ACTION ITEM
In the entries below, find the line containing "translations.sort_unstable();", then copy it and every later line exactly, ending with the last line.

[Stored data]
---*---
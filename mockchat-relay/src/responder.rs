//! Automatic reply policy.
//!
//! Every echoed message gets at most one synthetic reply:
//! - a direct message is always answered by the addressed peer with a fixed
//!   acknowledgement, sent back to the original sender;
//! - a broadcast is answered with some probability by a random roster entry
//!   with a random phrase, and never when the roster is empty.

use std::collections::VecDeque;
use std::time::Duration;

use mockchat_proto::{ChannelRef, Identity, Message};
use rand::Rng;
use rand::rngs::StdRng;

use crate::presence::PresenceDirectory;

/// Acknowledgement sent back for every direct message.
pub const DEFAULT_ACKNOWLEDGEMENT: &str = "Copy that. Data received.";

/// Phrases synthetic peers pick from when answering a broadcast.
pub const DEFAULT_PHRASES: [&str; 6] = [
    "Signal is weak in sector 7.",
    "Who is watching the watchers?",
    "Did you see the new protocol?",
    "System needs a reboot.",
    "ACK.",
    "Uploading...",
];

/// Source of randomness for reply decisions.
pub trait RandomSource {
    /// A uniform sample from `[0, 1)`.
    fn next_f64(&mut self) -> f64;

    /// A uniform index into a collection of `len` items. `len` is never zero.
    fn next_index(&mut self, len: usize) -> usize;
}

impl RandomSource for StdRng {
    fn next_f64(&mut self) -> f64 {
        self.random()
    }

    fn next_index(&mut self, len: usize) -> usize {
        self.random_range(0..len)
    }
}

/// Replays fixed sequences, for deterministic tests.
///
/// Once a sequence runs out, `next_f64` returns `0.0` and `next_index`
/// returns `0`.
#[derive(Debug, Clone, Default)]
pub struct ScriptedRandom {
    rolls: VecDeque<f64>,
    indices: VecDeque<usize>,
}

impl ScriptedRandom {
    /// Script the rolls and indices to hand out, in order.
    #[must_use]
    pub fn new(
        rolls: impl IntoIterator<Item = f64>,
        indices: impl IntoIterator<Item = usize>,
    ) -> Self {
        Self {
            rolls: rolls.into_iter().collect(),
            indices: indices.into_iter().collect(),
        }
    }

    /// Rolls not yet handed out.
    #[must_use]
    pub fn remaining_rolls(&self) -> usize {
        self.rolls.len()
    }
}

impl RandomSource for ScriptedRandom {
    fn next_f64(&mut self) -> f64 {
        self.rolls.pop_front().unwrap_or(0.0)
    }

    fn next_index(&mut self, len: usize) -> usize {
        self.indices.pop_front().unwrap_or(0) % len.max(1)
    }
}

/// Tunables of the reply policy.
#[derive(Debug, Clone, PartialEq)]
pub struct ReplyPolicy {
    /// Chance that a broadcast gets a reply, in `[0, 1]`.
    pub broadcast_probability: f64,
    /// Delay before a broadcast reply.
    pub broadcast_delay: Duration,
    /// Delay before a direct-message reply.
    pub direct_delay: Duration,
    /// Text of every direct-message reply.
    pub acknowledgement: String,
    /// Phrases for broadcast replies.
    pub phrases: Vec<String>,
}

impl Default for ReplyPolicy {
    fn default() -> Self {
        Self {
            broadcast_probability: 0.3,
            broadcast_delay: Duration::from_millis(2000),
            direct_delay: Duration::from_millis(1500),
            acknowledgement: DEFAULT_ACKNOWLEDGEMENT.to_string(),
            phrases: DEFAULT_PHRASES.iter().map(ToString::to_string).collect(),
        }
    }
}

/// A synthetic reply waiting for its delay to elapse.
///
/// The timestamp is taken when the reply is delivered, not when it is
/// decided.
#[derive(Debug, Clone, PartialEq, Eq)]
pub struct PendingReply {
    /// How long after the triggering message the reply is delivered.
    pub delay: Duration,
    /// The synthetic peer answering.
    pub sender: Identity,
    /// Reply body.
    pub text: String,
    /// Where the reply is addressed.
    pub channel: ChannelRef,
}

/// Decides whether, when and from whom an echoed message gets a reply.
pub struct ResponderEngine<R> {
    policy: ReplyPolicy,
    random: R,
}

impl<R: RandomSource> ResponderEngine<R> {
    /// Create an engine with the given policy and random source.
    pub const fn new(policy: ReplyPolicy, random: R) -> Self {
        Self { policy, random }
    }

    /// The active policy.
    pub const fn policy(&self) -> &ReplyPolicy {
        &self.policy
    }

    /// Decide the reply to an echoed message, if any.
    pub fn decide(&mut self, echoed: &Message, roster: &PresenceDirectory) -> Option<PendingReply> {
        match &echoed.channel {
            ChannelRef::Direct(peer) => Some(PendingReply {
                delay: self.policy.direct_delay,
                sender: peer.clone(),
                text: self.policy.acknowledgement.clone(),
                channel: ChannelRef::Direct(echoed.sender.clone()),
            }),
            ChannelRef::Global => self.broadcast_reply(roster),
        }
    }

    fn broadcast_reply(&mut self, roster: &PresenceDirectory) -> Option<PendingReply> {
        if roster.is_empty() || self.policy.phrases.is_empty() {
            return None;
        }
        let roll = self.random.next_f64();
        if roll >= self.policy.broadcast_probability {
            tracing::trace!(roll, "broadcast left unanswered");
            return None;
        }

        let sender = roster.get(self.random.next_index(roster.len()))?.clone();
        let phrases = &self.policy.phrases;
        let text = phrases.get(self.random.next_index(phrases.len()))?.clone();
        Some(PendingReply {
            delay: self.policy.broadcast_delay,
            sender,
            text,
            channel: ChannelRef::Global,
        })
    }
}
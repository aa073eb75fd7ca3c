//! Sidebar rendering for the channel list.

use ratatui::{
    Frame,
    layout::Rect,
    text::{Line, Span},
    widgets::{Block, Borders, List, ListItem},
};

use mockchat_proto::ChannelRef;
use mockchat_relay::clock::Clock;
use mockchat_relay::responder::RandomSource;

use super::theme;
use crate::app::{App, PanelFocus};

/// Render the sidebar: `global` first, then every direct channel.
pub fn render<C: Clock, R: RandomSource>(frame: &mut Frame, area: Rect, app: &App<C, R>) {
    let is_focused = app.focus == PanelFocus::Sidebar;
    let current = app.client().session().current_channel();

    let channels = app.channels();

    let items: Vec<ListItem> = channels
        .iter()
        .enumerate()
        .map(|(idx, channel)| {
            let is_selected = idx == app.selected_channel;

            let mut spans = match channel {
                ChannelRef::Global => vec![Span::raw("# global")],
                ChannelRef::Direct(peer) => vec![
                    Span::styled("● ", theme::normal()),
                    Span::raw(peer.as_str()),
                ],
            };

            let unread = app.unread_count(channel);
            if unread > 0 {
                spans.push(Span::raw(" "));
                spans.push(Span::styled(
                    format!("({unread})"),
                    theme::normal().fg(theme::WARNING),
                ));
            }

            let style = if is_selected && is_focused {
                theme::selected()
            } else if channel == current {
                theme::highlighted()
            } else {
                theme::normal()
            };

            ListItem::new(Line::from(spans)).style(style)
        })
        .collect();

    let block = Block::default()
        .title("NETWORK")
        .borders(Borders::ALL)
        .border_style(if is_focused {
            theme::highlighted()
        } else {
            theme::normal()
        });

    frame.render_widget(List::new(items).block(block), area);
}
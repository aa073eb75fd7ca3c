//! Theme and styling constants for the TUI.
//!
//! A green-phosphor terminal palette.

use ratatui::style::{Color, Modifier, Style};

/// Main phosphor foreground.
pub const PHOSPHOR: Color = Color::Green;

/// Dimmed phosphor for metadata.
pub const PHOSPHOR_DIM: Color = Color::Rgb(60, 140, 60);

/// Highlight color for focused elements.
pub const HIGHLIGHT: Color = Color::LightGreen;

/// Unread badge color.
pub const WARNING: Color = Color::Yellow;

/// Login error color.
pub const ERROR: Color = Color::Red;

/// Color for the local user's messages.
pub const OWN_MESSAGE: Color = Color::LightCyan;

/// Colors for remote sender names.
pub const SENDER_COLORS: [Color; 6] = [
    Color::Green,
    Color::LightGreen,
    Color::Cyan,
    Color::LightYellow,
    Color::LightMagenta,
    Color::Rgb(180, 255, 120),
];

/// Normal text style.
#[must_use]
pub fn normal() -> Style {
    Style::default().fg(PHOSPHOR)
}

/// Dimmed text style (subtitles, hints).
#[must_use]
pub fn dimmed() -> Style {
    Style::default().fg(PHOSPHOR_DIM)
}

/// Bold text style.
#[must_use]
pub fn bold() -> Style {
    Style::default().fg(PHOSPHOR).add_modifier(Modifier::BOLD)
}

/// Highlighted text style (focused panel borders, headers).
#[must_use]
pub fn highlighted() -> Style {
    Style::default().fg(HIGHLIGHT).add_modifier(Modifier::BOLD)
}

/// Selected item style (in lists).
#[must_use]
pub fn selected() -> Style {
    Style::default()
        .fg(Color::Black)
        .bg(PHOSPHOR)
        .add_modifier(Modifier::BOLD)
}

/// Get a color for a sender based on their name.
#[must_use]
pub fn sender_color(name: &str) -> Color {
    let hash = name.bytes().fold(0u32, |acc, b| {
        acc.wrapping_mul(31).wrapping_add(u32::from(b))
    });
    SENDER_COLORS[(hash as usize) % SENDER_COLORS.len()]
}

/// Style for system announcements (italic, gray).
#[must_use]
pub fn system_message() -> Style {
    Style::default()
        .fg(Color::Gray)
        .add_modifier(Modifier::ITALIC)
}

/// Style for timestamps.
#[must_use]
pub fn timestamp() -> Style {
    Style::default().fg(Color::DarkGray)
}

/// Style for the status bar background.
#[must_use]
pub fn status_bar_bg() -> Style {
    Style::default().fg(PHOSPHOR).bg(Color::Rgb(10, 30, 10))
}
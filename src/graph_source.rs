use handlegraph::handle::{Direction, Edge, Handle};
use handlegraph::handlegraph::*;
use handlegraph::hashgraph::HashGraph;

/// Read capability over a bidirected sequence graph. The extraction and
/// sorting algorithms only ever see a source graph through this trait, so any
/// backing store that can answer these queries can be sliced.
///
/// Handles are oriented node references; `get_sequence` returns the sequence
/// as read in the handle's orientation.
pub trait GraphSource {
    /// Number of nodes in the graph
    fn node_count(&self) -> usize;

    /// Handle for the given node in the given orientation
    fn get_handle(&self, node_id: u64, is_reverse: bool) -> Handle;

    /// Node id of a handle
    fn get_id(&self, handle: Handle) -> u64;

    /// Whether a handle is on the reverse strand
    fn get_is_reverse(&self, handle: Handle) -> bool;

    /// The locally-forward orientation of the handle's node
    fn forward(&self, handle: Handle) -> Handle {
        if self.get_is_reverse(handle) {
            handle.flip()
        } else {
            handle
        }
    }

    /// Sequence of the node as read in the handle's orientation
    fn get_sequence(&self, handle: Handle) -> Vec<u8>;

    /// Invoke `f` for each edge leaving the given side of the handle
    /// (`go_left = false` leaves the side the handle is traversing toward).
    /// Iteration stops early when `f` returns false; the return value is
    /// false iff iteration was stopped.
    fn follow_edges<F>(&self, handle: Handle, go_left: bool, f: F) -> bool
    where
        F: FnMut(Handle) -> bool;

    /// Invoke `f` with the forward handle of every node; stops early when
    /// `f` returns false.
    fn for_each_handle<F>(&self, f: F)
    where
        F: FnMut(Handle) -> bool;

    /// Canonical form of an oriented edge: `(a, b)` and `(b', a')` describe
    /// the same edge and must map to the same value.
    fn edge_handle(&self, left: Handle, right: Handle) -> Edge {
        let flipped = (right.flip(), left.flip());
        if handle_key(left) <= handle_key(flipped.0) {
            Edge(left, right)
        } else {
            Edge(flipped.0, flipped.1)
        }
    }
}

/// Total order on handles built from confirmed accessors: node id first,
/// reverse orientation second.
#[inline]
pub fn handle_key(handle: Handle) -> (u64, bool) {
    (u64::from(handle.id()), handle.is_reverse())
}

impl GraphSource for HashGraph {
    fn node_count(&self) -> usize {
        self.handles().count()
    }

    fn get_handle(&self, node_id: u64, is_reverse: bool) -> Handle {
        Handle::pack(node_id, is_reverse)
    }

    fn get_id(&self, handle: Handle) -> u64 {
        u64::from(handle.id())
    }

    fn get_is_reverse(&self, handle: Handle) -> bool {
        handle.is_reverse()
    }

    fn get_sequence(&self, handle: Handle) -> Vec<u8> {
        self.sequence(handle).collect()
    }

    fn follow_edges<F>(&self, handle: Handle, go_left: bool, mut f: F) -> bool
    where
        F: FnMut(Handle) -> bool,
    {
        let dir = if go_left {
            Direction::Left
        } else {
            Direction::Right
        };
        for next in self.neighbors(handle, dir) {
            if !f(next) {
                return false;
            }
        }
        true
    }

    fn for_each_handle<F>(&self, mut f: F)
    where
        F: FnMut(Handle) -> bool,
    {
        for handle in self.handles() {
            if !f(handle) {
                return;
            }
        }
    }
}
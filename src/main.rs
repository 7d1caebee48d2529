use std::fs::File;
use std::io::{BufWriter, Write};
use std::process;

use clap::Parser;
use gfa::{gfa::GFA, parser::GFAParser};
use handlegraph::hashgraph::HashGraph;

use graphslice::{extract_connecting_graph, GraphSource, GraphsliceError, Pos, Subgraph};

#[derive(Parser)]
#[command(name = "graphslice")]
#[command(about = "Extract the subgraph of a GFA graph connecting two oriented positions")]
struct Args {
    /// Input GFA file
    #[arg(short = 'i', long)]
    input: String,

    /// Output GFA file
    #[arg(short = 'o', long)]
    output: String,

    /// First position, as <id>[+-]:<offset>
    #[arg(long)]
    pos1: String,

    /// Second position, as <id>[+-]:<offset>
    #[arg(long)]
    pos2: String,

    /// Maximum walk length between the positions
    #[arg(short = 'm', long)]
    max_len: i64,

    /// Keep the bases under the positions themselves
    #[arg(long)]
    include_terminals: bool,

    /// Duplicate endpoint nodes so cycles through them survive
    #[arg(long)]
    detect_cycles: bool,

    /// Prune to walks no longer than --max-len
    #[arg(long)]
    strict_max_len: bool,

    /// Prune to nodes and edges on some connecting walk
    #[arg(long)]
    only_paths: bool,

    /// Iteratively remove tips other than the endpoints
    #[arg(long)]
    no_additional_tips: bool,

    /// Verbose output
    #[arg(short = 'v', long)]
    verbose: bool,
}

fn run(args: &Args) -> Result<(), GraphsliceError> {
    let parser = GFAParser::new();
    let gfa: GFA<usize, ()> = parser
        .parse_file(&args.input)
        .map_err(|e| GraphsliceError::GfaParse(format!("{:?}", e)))?;
    let graph = HashGraph::from_gfa(&gfa);

    if args.verbose {
        eprintln!(
            "[graphslice] loaded {} nodes from {}",
            graph.node_count(),
            args.input
        );
    }

    let pos_1: Pos = args.pos1.parse()?;
    let pos_2: Pos = args.pos2.parse()?;

    let mut out = Subgraph::new();
    let id_trans = extract_connecting_graph(
        &graph,
        &mut out,
        args.max_len,
        pos_1,
        pos_2,
        args.include_terminals,
        args.detect_cycles,
        args.no_additional_tips,
        args.only_paths,
        args.strict_max_len,
    );

    if out.is_empty() {
        eprintln!(
            "[graphslice] no path within {} bases between {} and {}",
            args.max_len, pos_1, pos_2
        );
    } else if args.verbose {
        eprintln!(
            "[graphslice] extracted {} nodes and {} edges",
            out.node_count(),
            out.edge_count()
        );
        let mut translations: Vec<(u64, u64)> = id_trans.iter().map(|(&k, &v)| (k, v)).collect();
        translations.sort_unstable();
        for (new_id, old_id) in translations {
            eprintln!("[graphslice] node {} <- source node {}", new_id, old_id);
        }
    }

    let file = File::create(&args.output)?;
    let mut writer = BufWriter::new(file);
    out.write_gfa(&mut writer)?;
    writer.flush()?;
    Ok(())
}

fn main() {
    let args = Args::parse();
    if let Err(err) = run(&args) {
        eprintln!("[graphslice] error: {}", err);
        process::exit(1);
    }
}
---*---
RESULT OF THE EXERCISE
        translations.sort_unstable();
        for (new_id, old_id) in translations {
            eprintln!("[graphslice] node {} <- source node {}", new_id, old_id);
        }
    }

    let file = File::create(&args.output)?;
    let mut writer = BufWriter::new(file);
    out.write_gfa(&mut writer)?;
    writer.flush()?;
    Ok(())
}

fn main() {
    let args = Args::parse();
    if let Err(err) = run(&args) {
        eprintln!("[graphslice] error: {}", err);
        process::exit(1);
    }
}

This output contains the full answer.